Anthony: Well, that’s great to hear. Zubin?

Zubin: Anthony, great question. I think we’ve been working with Eniac team for almost four years now. So it’s been a long journey. When we first connected with the Eniac team, I met with [GP] Nihal [Mehta] and what really stood out to me is just the focus on people and the focus on more than just the company, more than just the idea, but really the commitment to building and developing people and building them and developing leaders. And with me, I was a first-time founder and kind of still wet behind the years and I still am, and I’m still figuring things out, but the commitment from the Eniac team. And when I say the team, I think one of the things that stands out to me is Nihal was definitely my point person or our point person as a company, but I have interfaced and interacted with everyone from [GPs] Hadley [Harris], to Tim [Young], to Nihal, and Vic [Singh].

Anna [Nischke, vp of finance and operations] and the team have always been super supportive. So the commitment from that team to kind of really be supportive, be there through the good times, help kind of figure out and unlock areas of opportunity within the business, unlock areas of opportunity within the team, and then really committing to figuring out how I can be a better leader and how we could invest in other people on our team to be better leaders to. All of those things have been incredibly helpful and invaluable through the four years that we’ve had a relationship. So it speaks to why we continue to have a great relationship now and why Nihal and the Eniac team is still one of the first calls that we make when we’re trying to evaluate what we’re doing as a company and evaluate some tricky decisions to make.

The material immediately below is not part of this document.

//! Application boundary: port traits and outbound events.

pub mod events;
pub mod ports;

Anthony: Awesome. Laura, what about you?

Laura: This is a tough question because I think no matter who you’d asked me about, my instinct is going to be I’m publicly saying nice things about anyone. So I hope this comes off as authentic. And Nihal was on our board for a long time and led our investment. He is just the best. They are the most founder-friendly firm I’ve ever worked with by far. I can’t even sort of convey how I feel about this. I’ll add, he’s not on our board anymore. We have raised subsequent rounds. And yet the other night it was like 10:00 his time and I called him with something and he was like, “Yeah. I can chat right now. What’s up?” And I think Tim called my co-founder last week at night. They are there for us through thick and thin.

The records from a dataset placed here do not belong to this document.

//! Runtime diagnostics.
//!
//! Monitoring-only counters shared between tasks: how many readings were
//! published, how many acquisitions failed, and what each consumer last
//! observed. Every counter has a single writer; the telemetry loop only
//! reads them, so relaxed atomics suffice.

use core::sync::atomic::{AtomicU32, Ordering};

use serde::Serialize;

use crate::fanout::ConsumerId;

#[derive(Default)]
struct ConsumerCounters {
    observed: AtomicU32,
    last_sequence: AtomicU32,
}

#[derive(Default)]
pub struct Metrics {
    acquisition_failures: AtomicU32,
    consumers: [ConsumerCounters; ConsumerId::COUNT],
}

impl Metrics {
    pub fn new() -> Self {
        Self::default()
    }

    /// Count one failed acquisition; returns the running total.
    pub fn record_acquisition_failure(&self) -> u32 {
        self.acquisition_failures.fetch_add(1, Ordering::Relaxed) + 1
    }

    /// Record that `consumer` acted on the reading with `sequence`.
    ///
    /// Returns `false` if the sequence went backwards, which the fan-out
    /// design rules out.
    pub fn record_observed(&self, consumer: ConsumerId, sequence: u32) -> bool {
        let c = &self.consumers[consumer as usize];
        let seen_before = c.observed.fetch_add(1, Ordering::Relaxed) > 0;
        let previous = c.last_sequence.swap(sequence, Ordering::Relaxed);
        !(seen_before && sequence < previous)
    }

    pub fn snapshot(&self, published: u32, uptime_secs: u64) -> MetricsSnapshot {
        MetricsSnapshot {
            uptime_secs,
            published,
            acquisition_failures: self.acquisition_failures.load(Ordering::Relaxed),
            consumers: ConsumerId::ALL.map(|id| {
                let c = &self.consumers[id as usize];
                ConsumerSnapshot {
                    consumer: id,
                    observed: c.observed.load(Ordering::Relaxed),
                    last_sequence: c.last_sequence.load(Ordering::Relaxed),
                }
            }),
        }
    }
}

/// Point-in-time copy of [`Metrics`], suitable for logging as JSON.
#[derive(Debug, Clone, Serialize)]
pub struct MetricsSnapshot {
    pub uptime_secs: u64,
    pub published: u32,
    pub acquisition_failures: u32,
    pub consumers: [ConsumerSnapshot; ConsumerId::COUNT],
}

#[derive(Debug, Clone, Copy, Serialize)]
pub struct ConsumerSnapshot {
    pub consumer: ConsumerId,
    pub observed: u32,
    pub last_sequence: u32,
}

impl MetricsSnapshot {
    /// Largest gap between the newest published sequence and what a
    /// consumer last acted on.
    pub fn max_lag(&self) -> u32 {
        let newest = self.published.saturating_sub(1);
        self.consumers
            .iter()
            .filter(|c| c.observed > 0)
            .map(|c| newest.saturating_sub(c.last_sequence))
            .max()
            .unwrap_or(0)
    }
}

We had a couple of years really where nothing good happened in our business. It was kind of stuck in the mud. I think no investors were interested. He could have walked away, he could have ignored us, he could have written us off, to some extent he was just ultra supportive. I think the biggest thing for me, and this is when we go into subsequent rounds of funding, when we talk to investors about what we want, my co-founder and I have this philosophy that empathy with the journey that we’re going through as founders is the number one quality we care about. I think Eniac has that in leaps and bounds. They know this is tough. They’re not here to shame you on all the mistakes you’ve made because you’re going to make a lot, we’ve made a ton. They’re just sort of along for the ride to kind of have your back. He’s our biggest champion. So there aren’t enough good things I can say there.

I think as a firm, that’s just core. That’s like in their DNA. They just want to kind of be behind the founders, and the founders are their customers, I suppose.